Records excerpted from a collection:
Segment Open

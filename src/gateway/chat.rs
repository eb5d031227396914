//! Chat-completion relay
//!
//! Three entry points share one contract: forward a JSON chat-completion
//! body to the single configured upstream. They differ only in streaming
//! fidelity and timeout policy. The `/models` catalog endpoint lives here
//! too since it serves the same callers.

use std::time::Duration;

use anyhow::{Context, Result};
use bytes::Bytes;
use rama::http::{
    Body, Method, Request, Response, StatusCode,
    body::util::BodyExt,
    header::{self, HeaderValue, USER_AGENT},
};
use rand::SeedableRng;
use rand::rngs::SmallRng;
use serde_json::{Value as JsonValue, json};

use super::types::CacheStatus;
use super::response;
use crate::config::Config;
use crate::relay::{self, Relay, UA};

#[derive(Debug, Clone, Copy, PartialEq, Eq)]
pub enum ChatVariant {
    /// Forwards the body verbatim, streaming or buffered per the caller.
    PassThrough,
    /// Same shape with a long explicit outbound deadline and `no-store`.
    TimeoutExtended,
    /// Consumes an upstream stream internally and fabricates one
    /// non-streaming completion object.
    Synthesizing,
}

pub fn variant_for_path(path: &str) -> Option<ChatVariant> {
    match path {
        "/chat/completions" => Some(ChatVariant::PassThrough),
        "/chat/completions/extended" => Some(ChatVariant::TimeoutExtended),
        "/chat/completions/compat" => Some(ChatVariant::Synthesizing),
        _ => None,
    }
}

pub async fn handle_chat_request(
    req: Request<Body>,
    config: &Config,
    relay: &Relay,
) -> Result<(Response<Body>, CacheStatus)> {
    let Some(variant) = variant_for_path(req.uri().path()) else {
        return Ok((
            response::respond_empty(StatusCode::NOT_FOUND)?,
            CacheStatus::Pass,
        ));
    };

    if req.method() == Method::OPTIONS {
        return Ok((response::respond_preflight()?, CacheStatus::Pass));
    }
    if req.method() != Method::POST {
        let mut resp = response::respond_text(StatusCode::METHOD_NOT_ALLOWED, "method not allowed")?;
        response::apply_cors(resp.headers_mut());
        return Ok((resp, CacheStatus::Pass));
    }

    let inbound_auth = req.headers().get(header::AUTHORIZATION).cloned();
    let body_bytes = req
        .into_body()
        .collect()
        .await
        .context("reading chat request body")?
        .to_bytes();
    let payload: JsonValue = serde_json::from_slice(&body_bytes).unwrap_or(JsonValue::Null);
    let wants_stream = payload
        .get("stream")
        .and_then(JsonValue::as_bool)
        .unwrap_or(false);

    let deadline = match variant {
        ChatVariant::TimeoutExtended => {
            Some(Duration::from_secs(config.chat.extended_timeout_secs))
        }
        _ => None,
    };

    let resp = match variant {
        ChatVariant::PassThrough | ChatVariant::TimeoutExtended => {
            let upstream =
                send_upstream(config, relay, inbound_auth, body_bytes, deadline).await?;
            let mut resp = complete_or_stream(upstream, wants_stream).await?;
            response::apply_cors(resp.headers_mut());
            if variant == ChatVariant::TimeoutExtended {
                resp.headers_mut()
                    .insert(header::CACHE_CONTROL, HeaderValue::from_static("no-store"));
            }
            resp
        }
        ChatVariant::Synthesizing => {
            let Some(mut outbound_payload) = payload.as_object().cloned() else {
                let mut resp =
                    response::respond_text(StatusCode::BAD_REQUEST, "invalid JSON body")?;
                response::apply_cors(resp.headers_mut());
                return Ok((resp, CacheStatus::Pass));
            };
            // always stream from the upstream, whatever the caller asked for
            outbound_payload.insert("stream".to_string(), json!(true));
            let outbound_bytes = Bytes::from(
                serde_json::to_vec(&outbound_payload).context("serializing chat body")?,
            );
            let upstream =
                send_upstream(config, relay, inbound_auth, outbound_bytes, None).await?;

            if wants_stream {
                // the caller streams anyway, no synthesis needed
                let mut resp = relay::restream(relay::sanitize_response(upstream));
                response::apply_cors(resp.headers_mut());
                resp
            } else if !upstream.status().is_success() {
                let mut resp = complete_or_stream(upstream, false).await?;
                response::apply_cors(resp.headers_mut());
                resp
            } else {
                let raw = upstream
                    .into_body()
                    .collect()
                    .await
                    .context("draining upstream event stream")?
                    .to_bytes();
                let content = aggregate_stream_content(&String::from_utf8_lossy(&raw));
                let model = payload
                    .get("model")
                    .and_then(JsonValue::as_str)
                    .unwrap_or("unknown");
                let completion =
                    fabricate_completion(model, &content, prompt_chars(&payload));
                let mut resp =
                    response::respond_json(StatusCode::OK, &completion.to_string())?;
                response::apply_cors(resp.headers_mut());
                resp
            }
        }
    };

    Ok((resp, CacheStatus::Pass))
}

/// Static model catalog, shaped like the upstream's own listing.
pub fn handle_models(
    req: &Request<Body>,
    config: &Config,
) -> Result<(Response<Body>, CacheStatus)> {
    if req.method() == Method::OPTIONS {
        return Ok((response::respond_preflight()?, CacheStatus::Pass));
    }

    let data: Vec<JsonValue> = config
        .chat
        .models
        .iter()
        .map(|id| json!({"id": id, "object": "model", "owned_by": "edgeway"}))
        .collect();
    let body = json!({"object": "list", "data": data});
    let mut resp = response::respond_json(StatusCode::OK, &body.to_string())?;
    response::apply_cors(resp.headers_mut());
    Ok((resp, CacheStatus::Pass))
}

async fn send_upstream(
    config: &Config,
    relay: &Relay,
    inbound_auth: Option<HeaderValue>,
    body: Bytes,
    deadline: Option<Duration>,
) -> Result<Response<Body>> {
    let mut builder = Request::builder()
        .method(Method::POST)
        .uri(config.chat.url.clone());
    {
        let headers = builder
            .headers_mut()
            .context("getting outbound request headers")?;
        headers.insert(
            header::CONTENT_TYPE,
            HeaderValue::from_static("application/json"),
        );
        headers.insert(USER_AGENT, HeaderValue::from_static(UA));
        // configured key wins; otherwise the caller's own credential rides
        // through untouched
        if let Some(key) = &config.chat.api_key {
            headers.insert(
                header::AUTHORIZATION,
                HeaderValue::from_str(&format!("Bearer {key}"))?,
            );
        } else if let Some(auth) = inbound_auth {
            headers.insert(header::AUTHORIZATION, auth);
        }
    }
    let outbound = builder
        .body(Body::from(body))
        .context("building chat request")?;

    match deadline {
        Some(deadline) => relay.send_with_timeout(outbound, deadline).await,
        None => relay.send(outbound).await,
    }
    .context("requesting completion upstream")
}

/// Streamed callers get a fresh pipe immediately; buffered callers wait for
/// the whole upstream text.
async fn complete_or_stream(
    upstream: Response<Body>,
    wants_stream: bool,
) -> Result<Response<Body>> {
    let upstream = relay::sanitize_response(upstream);
    if wants_stream {
        return Ok(relay::restream(upstream));
    }
    let (parts, body) = upstream.into_parts();
    let bytes = body
        .collect()
        .await
        .context("reading completion body")?
        .to_bytes();
    Ok(Response::from_parts(parts, Body::from(bytes)))
}

/// Concatenates the incremental content of every parseable `data:` line.
/// The `[DONE]` sentinel and lines that fail to parse are skipped, never
/// fatal.
fn aggregate_stream_content(text: &str) -> String {
    let mut content = String::new();
    for line in text.lines() {
        let Some(data) = line.strip_prefix("data:") else {
            continue;
        };
        let data = data.trim();
        if data.is_empty() || data == "[DONE]" {
            continue;
        }
        let Ok(chunk) = serde_json::from_str::<JsonValue>(data) else {
            continue;
        };
        if let Some(delta) = chunk
            .pointer("/choices/0/delta/content")
            .and_then(JsonValue::as_str)
        {
            content.push_str(delta);
        }
    }
    content
}

/// Character count of every message content in the request, standing in for
/// real prompt tokenization.
fn prompt_chars(payload: &JsonValue) -> usize {
    payload
        .get("messages")
        .and_then(JsonValue::as_array)
        .map(|messages| {
            messages
                .iter()
                .filter_map(|m| m.get("content").and_then(JsonValue::as_str))
                .map(|content| content.chars().count())
                .sum()
        })
        .unwrap_or(0)
}

/// Builds the single non-streaming completion object from aggregated
/// stream content. Usage counts are character lengths, not tokenizer
/// output.
fn fabricate_completion(model: &str, content: &str, prompt_chars: usize) -> JsonValue {
    use rand::Rng;
    const ID_CHARS: &[u8] = b"abcdefghijklmnopqrstuvwxyz0123456789";
    let mut rng = SmallRng::from_os_rng();
    let id: String = (0..24)
        .map(|_| ID_CHARS[rng.random_range(0..ID_CHARS.len())] as char)
        .collect();
    let completion_chars = content.chars().count();
    json!({
        "id": format!("chatcmpl-{id}"),
        "object": "chat.completion",
        "created": chrono::Utc::now().timestamp(),
        "model": model,
        "choices": [{
            "index": 0,
            "message": {"role": "assistant", "content": content},
            "finish_reason": "stop"
        }],
        "usage": {
            "prompt_tokens": prompt_chars,
            "completion_tokens": completion_chars,
            "total_tokens": prompt_chars + completion_chars
        }
    })
}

Segment Closed

◆ **Exercise instructions**:
Collect each line of the entries that has the word "await", copying it in full.

◆ **Solved problem**:
        .await
                send_upstream(config, relay, inbound_auth, body_bytes, deadline).await?;
            let mut resp = complete_or_stream(upstream, wants_stream).await?;
                send_upstream(config, relay, inbound_auth, outbound_bytes, None).await?;
                let mut resp = complete_or_stream(upstream, false).await?;
                    .await
        Some(deadline) => relay.send_with_timeout(outbound, deadline).await,
        None => relay.send(outbound).await,
        .await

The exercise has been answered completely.